*** Opening of Source information ***

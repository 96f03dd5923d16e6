//! Navigation helpers over the JSON document tree.
//!
//! Process documents are loosely shaped: an ILCD list with a single entry is
//! often written as a bare object, and optional sections may be `null`. The
//! walkers below treat a one-element list of objects as that object and `null`
//! as a missing node, so reads and writes agree on where a path lands.

use serde_json::{Map, Value};

use crate::path::PathError;

/// Key of the wrapper object some stores put around the process data set.
pub const PROCESS_DATA_SET: &str = "processDataSet";

/// The node that field paths are rooted at: `processDataSet` when present,
/// otherwise the document itself.
pub fn process_root(document: &Value) -> &Value {
    match document.get(PROCESS_DATA_SET) {
        Some(inner) if inner.is_object() => inner,
        _ => document,
    }
}

pub fn process_root_mut(document: &mut Value) -> &mut Value {
    let wrapped = document
        .get(PROCESS_DATA_SET)
        .is_some_and(Value::is_object);
    if wrapped {
        &mut document[PROCESS_DATA_SET]
    } else {
        document
    }
}

/// Read-only walk. `Ok(None)` when the path runs into a missing or null node.
pub fn lookup<'v>(root: &'v Value, keys: &[&str]) -> Result<Option<&'v Value>, PathError> {
    let mut cursor = root;
    for key in keys {
        let map = match object_view(cursor, key)? {
            Some(map) => map,
            None => return Ok(None),
        };
        match map.get(*key) {
            Some(next) => cursor = next,
            None => return Ok(None),
        }
    }
    Ok(Some(cursor))
}

/// Mutable walk that never creates nodes.
pub fn get_mut<'v>(root: &'v mut Value, keys: &[&str]) -> Option<&'v mut Value> {
    let mut cursor = root;
    for key in keys {
        let map = match cursor {
            Value::Object(map) => map,
            Value::Array(items) if items.len() == 1 => match &mut items[0] {
                Value::Object(map) => map,
                _ => return None,
            },
            _ => return None,
        };
        cursor = map.get_mut(*key)?;
    }
    Some(cursor)
}

/// Creating walk: returns the object at the end of `keys`, creating every
/// missing node along the way as an empty object.
pub fn ensure_object<'v>(
    root: &'v mut Value,
    keys: &[&str],
) -> Result<&'v mut Map<String, Value>, PathError> {
    let mut cursor = root;
    for key in keys {
        let map = object_slot(cursor, key)?;
        cursor = map
            .entry(key.to_string())
            .or_insert_with(|| Value::Object(Map::new()));
    }
    object_slot(cursor, keys.last().copied().unwrap_or_default())
}

fn object_view<'v>(
    node: &'v Value,
    key: &str,
) -> Result<Option<&'v Map<String, Value>>, PathError> {
    match node {
        Value::Null => Ok(None),
        Value::Object(map) => Ok(Some(map)),
        Value::Array(items) => match items.as_slice() {
            [] => Ok(None),
            [Value::Object(map)] => Ok(Some(map)),
            _ => Err(blocked(key, node)),
        },
        other => Err(blocked(key, other)),
    }
}

fn object_slot<'v>(
    node: &'v mut Value,
    key: &str,
) -> Result<&'v mut Map<String, Value>, PathError> {
    if node.is_null() {
        *node = Value::Object(Map::new());
    }
    if let Value::Array(items) = node
        && items.is_empty()
    {
        items.push(Value::Object(Map::new()));
    }
    match node {
        Value::Object(map) => Ok(map),
        Value::Array(items) => match items.as_mut_slice() {
            [Value::Object(map)] => Ok(map),
            _ => Err(PathError::Blocked {
                key: key.to_string(),
                found: "list",
            }),
        },
        other => Err(blocked(key, other)),
    }
}

fn blocked(key: &str, node: &Value) -> PathError {
    PathError::Blocked {
        key: key.to_string(),
        found: kind_name(node),
    }
}

pub fn kind_name(value: &Value) -> &'static str {
    match value {
        Value::Null => "null",
        Value::Bool(_) => "boolean",
        Value::Number(_) => "number",
        Value::String(_) => "text",
        Value::Array(_) => "list",
        Value::Object(_) => "object",
    }
}

/// True for values that carry no information: null, blank text, empty
/// containers, language entries without text and references without id or uri.
pub fn is_blank(value: &Value) -> bool {
    match value {
        Value::Null => true,
        Value::Bool(_) | Value::Number(_) => false,
        Value::String(text) => text.trim().is_empty(),
        Value::Array(items) => items.iter().all(is_blank),
        Value::Object(map) => {
            if map.contains_key("#text") {
                return map.get("#text").is_none_or(is_blank);
            }
            if map.contains_key("@refObjectId") || map.contains_key("@uri") {
                return ["@refObjectId", "@uri"]
                    .iter()
                    .all(|key| map.get(*key).is_none_or(is_blank));
            }
            map.values().all(is_blank)
        }
    }
}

*** Close of Source information ***

- [Assigned task]: Output every line of the data again, exactly.

- [Answer area]:
repository 96f03dd5923d16e6
//! Navigation helpers over the JSON document tree.
//!
//! Process documents are loosely shaped: an ILCD list with a single entry is
//! often written as a bare object, and optional sections may be `null`. The
//! walkers below treat a one-element list of objects as that object and `null`
//! as a missing node, so reads and writes agree on where a path lands.

use serde_json::{Map, Value};

use crate::path::PathError;

/// Key of the wrapper object some stores put around the process data set.
pub const PROCESS_DATA_SET: &str = "processDataSet";

/// The node that field paths are rooted at: `processDataSet` when present,
/// otherwise the document itself.
pub fn process_root(document: &Value) -> &Value {
    match document.get(PROCESS_DATA_SET) {
        Some(inner) if inner.is_object() => inner,
        _ => document,
    }
}

pub fn process_root_mut(document: &mut Value) -> &mut Value {
    let wrapped = document
        .get(PROCESS_DATA_SET)
        .is_some_and(Value::is_object);
    if wrapped {
        &mut document[PROCESS_DATA_SET]
    } else {
        document
    }
}

/// Read-only walk. `Ok(None)` when the path runs into a missing or null node.
pub fn lookup<'v>(root: &'v Value, keys: &[&str]) -> Result<Option<&'v Value>, PathError> {
    let mut cursor = root;
    for key in keys {
        let map = match object_view(cursor, key)? {
            Some(map) => map,
            None => return Ok(None),
        };
        match map.get(*key) {
            Some(next) => cursor = next,
            None => return Ok(None),
        }
    }
    Ok(Some(cursor))
}

/// Mutable walk that never creates nodes.
pub fn get_mut<'v>(root: &'v mut Value, keys: &[&str]) -> Option<&'v mut Value> {
    let mut cursor = root;
    for key in keys {
        let map = match cursor {
            Value::Object(map) => map,
            Value::Array(items) if items.len() == 1 => match &mut items[0] {
                Value::Object(map) => map,
                _ => return None,
            },
            _ => return None,
        };
        cursor = map.get_mut(*key)?;
    }
    Some(cursor)
}

/// Creating walk: returns the object at the end of `keys`, creating every
/// missing node along the way as an empty object.
pub fn ensure_object<'v>(
    root: &'v mut Value,
    keys: &[&str],
) -> Result<&'v mut Map<String, Value>, PathError> {
    let mut cursor = root;
    for key in keys {
        let map = object_slot(cursor, key)?;
        cursor = map
            .entry(key.to_string())
            .or_insert_with(|| Value::Object(Map::new()));
    }
    object_slot(cursor, keys.last().copied().unwrap_or_default())
}

fn object_view<'v>(
    node: &'v Value,
    key: &str,
) -> Result<Option<&'v Map<String, Value>>, PathError> {
    match node {
        Value::Null => Ok(None),
        Value::Object(map) => Ok(Some(map)),
        Value::Array(items) => match items.as_slice() {
            [] => Ok(None),
            [Value::Object(map)] => Ok(Some(map)),
            _ => Err(blocked(key, node)),
        },
        other => Err(blocked(key, other)),
    }
}

fn object_slot<'v>(
    node: &'v mut Value,
    key: &str,
) -> Result<&'v mut Map<String, Value>, PathError> {
    if node.is_null() {
        *node = Value::Object(Map::new());
    }
    if let Value::Array(items) = node
        && items.is_empty()
    {
        items.push(Value::Object(Map::new()));
    }
    match node {
        Value::Object(map) => Ok(map),
        Value::Array(items) => match items.as_mut_slice() {
            [Value::Object(map)] => Ok(map),
            _ => Err(PathError::Blocked {
                key: key.to_string(),
                found: "list",
            }),
        },
        other => Err(blocked(key, other)),
    }
}

fn blocked(key: &str, node: &Value) -> PathError {
    PathError::Blocked {
        key: key.to_string(),
        found: kind_name(node),
    }
}

pub fn kind_name(value: &Value) -> &'static str {
    match value {
        Value::Null => "null",
        Value::Bool(_) => "boolean",
        Value::Number(_) => "number",
        Value::String(_) => "text",
        Value::Array(_) => "list",
        Value::Object(_) => "object",
    }
}

/// True for values that carry no information: null, blank text, empty
/// containers, language entries without text and references without id or uri.
pub fn is_blank(value: &Value) -> bool {
    match value {
        Value::Null => true,
        Value::Bool(_) | Value::Number(_) => false,
        Value::String(text) => text.trim().is_empty(),
        Value::Array(items) => items.iter().all(is_blank),
        Value::Object(map) => {
            if map.contains_key("#text") {
                return map.get("#text").is_none_or(is_blank);
            }
            if map.contains_key("@refObjectId") || map.contains_key("@uri") {
                return ["@refObjectId", "@uri"]
                    .iter()
                    .all(|key| map.get(*key).is_none_or(is_blank));
            }
            map.values().all(is_blank)
        }
    }
}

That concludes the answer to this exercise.